- **What you have to do**:
Count every line in the data that contains the word "scene", then report that number alone.
(Beginning of Data for analysis)
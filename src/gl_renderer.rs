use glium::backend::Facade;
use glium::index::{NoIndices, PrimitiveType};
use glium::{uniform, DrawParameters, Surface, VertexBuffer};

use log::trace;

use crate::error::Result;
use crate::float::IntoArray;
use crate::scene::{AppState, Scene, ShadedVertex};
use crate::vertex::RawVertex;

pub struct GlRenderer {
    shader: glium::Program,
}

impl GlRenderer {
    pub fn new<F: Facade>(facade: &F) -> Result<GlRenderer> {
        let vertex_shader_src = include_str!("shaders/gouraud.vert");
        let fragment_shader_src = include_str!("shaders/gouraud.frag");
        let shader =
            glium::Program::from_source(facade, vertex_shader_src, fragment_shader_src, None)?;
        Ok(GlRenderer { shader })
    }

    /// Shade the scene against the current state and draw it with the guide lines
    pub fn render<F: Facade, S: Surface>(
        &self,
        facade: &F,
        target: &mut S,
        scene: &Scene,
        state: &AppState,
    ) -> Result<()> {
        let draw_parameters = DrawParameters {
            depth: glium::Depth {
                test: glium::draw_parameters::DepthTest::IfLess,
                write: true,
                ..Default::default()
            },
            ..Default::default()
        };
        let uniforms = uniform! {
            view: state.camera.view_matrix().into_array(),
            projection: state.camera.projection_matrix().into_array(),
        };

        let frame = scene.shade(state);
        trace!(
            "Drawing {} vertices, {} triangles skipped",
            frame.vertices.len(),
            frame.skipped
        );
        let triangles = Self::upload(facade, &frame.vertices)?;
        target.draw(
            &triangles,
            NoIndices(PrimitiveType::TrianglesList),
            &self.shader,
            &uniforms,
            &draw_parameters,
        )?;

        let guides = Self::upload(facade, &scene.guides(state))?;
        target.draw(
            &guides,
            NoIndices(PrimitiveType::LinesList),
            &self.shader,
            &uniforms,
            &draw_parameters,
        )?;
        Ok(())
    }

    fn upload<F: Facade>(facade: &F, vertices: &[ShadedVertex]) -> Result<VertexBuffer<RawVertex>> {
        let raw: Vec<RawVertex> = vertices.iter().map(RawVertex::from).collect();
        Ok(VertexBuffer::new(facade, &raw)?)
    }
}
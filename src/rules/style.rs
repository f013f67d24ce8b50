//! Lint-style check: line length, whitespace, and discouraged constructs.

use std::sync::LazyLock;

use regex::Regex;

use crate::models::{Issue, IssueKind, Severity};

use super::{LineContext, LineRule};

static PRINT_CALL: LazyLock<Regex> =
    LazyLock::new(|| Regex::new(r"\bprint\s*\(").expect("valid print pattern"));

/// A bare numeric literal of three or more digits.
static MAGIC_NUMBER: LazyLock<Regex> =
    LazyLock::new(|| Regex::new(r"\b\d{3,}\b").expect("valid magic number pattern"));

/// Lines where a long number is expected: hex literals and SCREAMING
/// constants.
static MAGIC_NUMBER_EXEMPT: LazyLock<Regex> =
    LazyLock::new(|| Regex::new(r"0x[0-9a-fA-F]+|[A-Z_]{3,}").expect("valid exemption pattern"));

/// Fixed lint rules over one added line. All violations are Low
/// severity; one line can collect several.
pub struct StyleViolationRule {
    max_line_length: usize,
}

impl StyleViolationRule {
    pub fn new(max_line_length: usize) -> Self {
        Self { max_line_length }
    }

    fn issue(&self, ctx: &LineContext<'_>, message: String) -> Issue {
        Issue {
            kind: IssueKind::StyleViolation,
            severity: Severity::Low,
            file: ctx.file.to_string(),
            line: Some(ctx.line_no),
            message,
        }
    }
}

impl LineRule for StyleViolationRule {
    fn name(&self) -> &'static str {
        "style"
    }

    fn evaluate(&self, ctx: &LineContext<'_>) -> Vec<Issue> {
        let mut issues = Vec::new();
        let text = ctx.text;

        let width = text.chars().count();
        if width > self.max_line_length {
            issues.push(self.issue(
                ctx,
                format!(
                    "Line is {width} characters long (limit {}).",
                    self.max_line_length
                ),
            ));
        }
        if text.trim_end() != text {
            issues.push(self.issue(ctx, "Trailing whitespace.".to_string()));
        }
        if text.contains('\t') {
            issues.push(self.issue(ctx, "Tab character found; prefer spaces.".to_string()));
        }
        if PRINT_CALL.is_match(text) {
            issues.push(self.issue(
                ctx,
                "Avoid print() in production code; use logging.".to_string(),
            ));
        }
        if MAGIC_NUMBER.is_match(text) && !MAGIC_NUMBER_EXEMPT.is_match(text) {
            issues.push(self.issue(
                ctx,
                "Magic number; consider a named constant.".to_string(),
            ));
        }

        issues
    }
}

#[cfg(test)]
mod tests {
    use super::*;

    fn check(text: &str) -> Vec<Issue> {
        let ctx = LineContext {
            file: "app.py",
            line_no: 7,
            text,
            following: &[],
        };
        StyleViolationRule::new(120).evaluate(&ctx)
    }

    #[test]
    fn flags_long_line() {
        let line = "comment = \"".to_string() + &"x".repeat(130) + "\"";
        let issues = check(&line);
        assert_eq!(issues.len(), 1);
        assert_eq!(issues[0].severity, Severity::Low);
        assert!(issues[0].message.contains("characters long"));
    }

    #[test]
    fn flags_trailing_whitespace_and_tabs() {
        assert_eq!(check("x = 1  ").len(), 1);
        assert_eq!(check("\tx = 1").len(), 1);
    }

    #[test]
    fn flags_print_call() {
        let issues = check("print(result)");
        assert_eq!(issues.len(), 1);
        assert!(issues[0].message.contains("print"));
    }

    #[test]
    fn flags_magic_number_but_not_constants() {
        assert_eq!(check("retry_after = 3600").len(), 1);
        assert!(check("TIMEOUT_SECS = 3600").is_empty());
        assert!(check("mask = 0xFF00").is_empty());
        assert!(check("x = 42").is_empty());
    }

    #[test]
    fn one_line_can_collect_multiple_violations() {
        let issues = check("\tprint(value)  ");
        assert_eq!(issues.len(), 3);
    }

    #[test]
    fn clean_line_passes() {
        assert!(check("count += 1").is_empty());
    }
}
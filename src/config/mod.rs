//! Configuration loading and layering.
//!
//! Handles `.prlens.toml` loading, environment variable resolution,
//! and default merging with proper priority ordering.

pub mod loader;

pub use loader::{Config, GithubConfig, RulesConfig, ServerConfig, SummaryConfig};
(End of Data for analysis)
- **Your response**:
5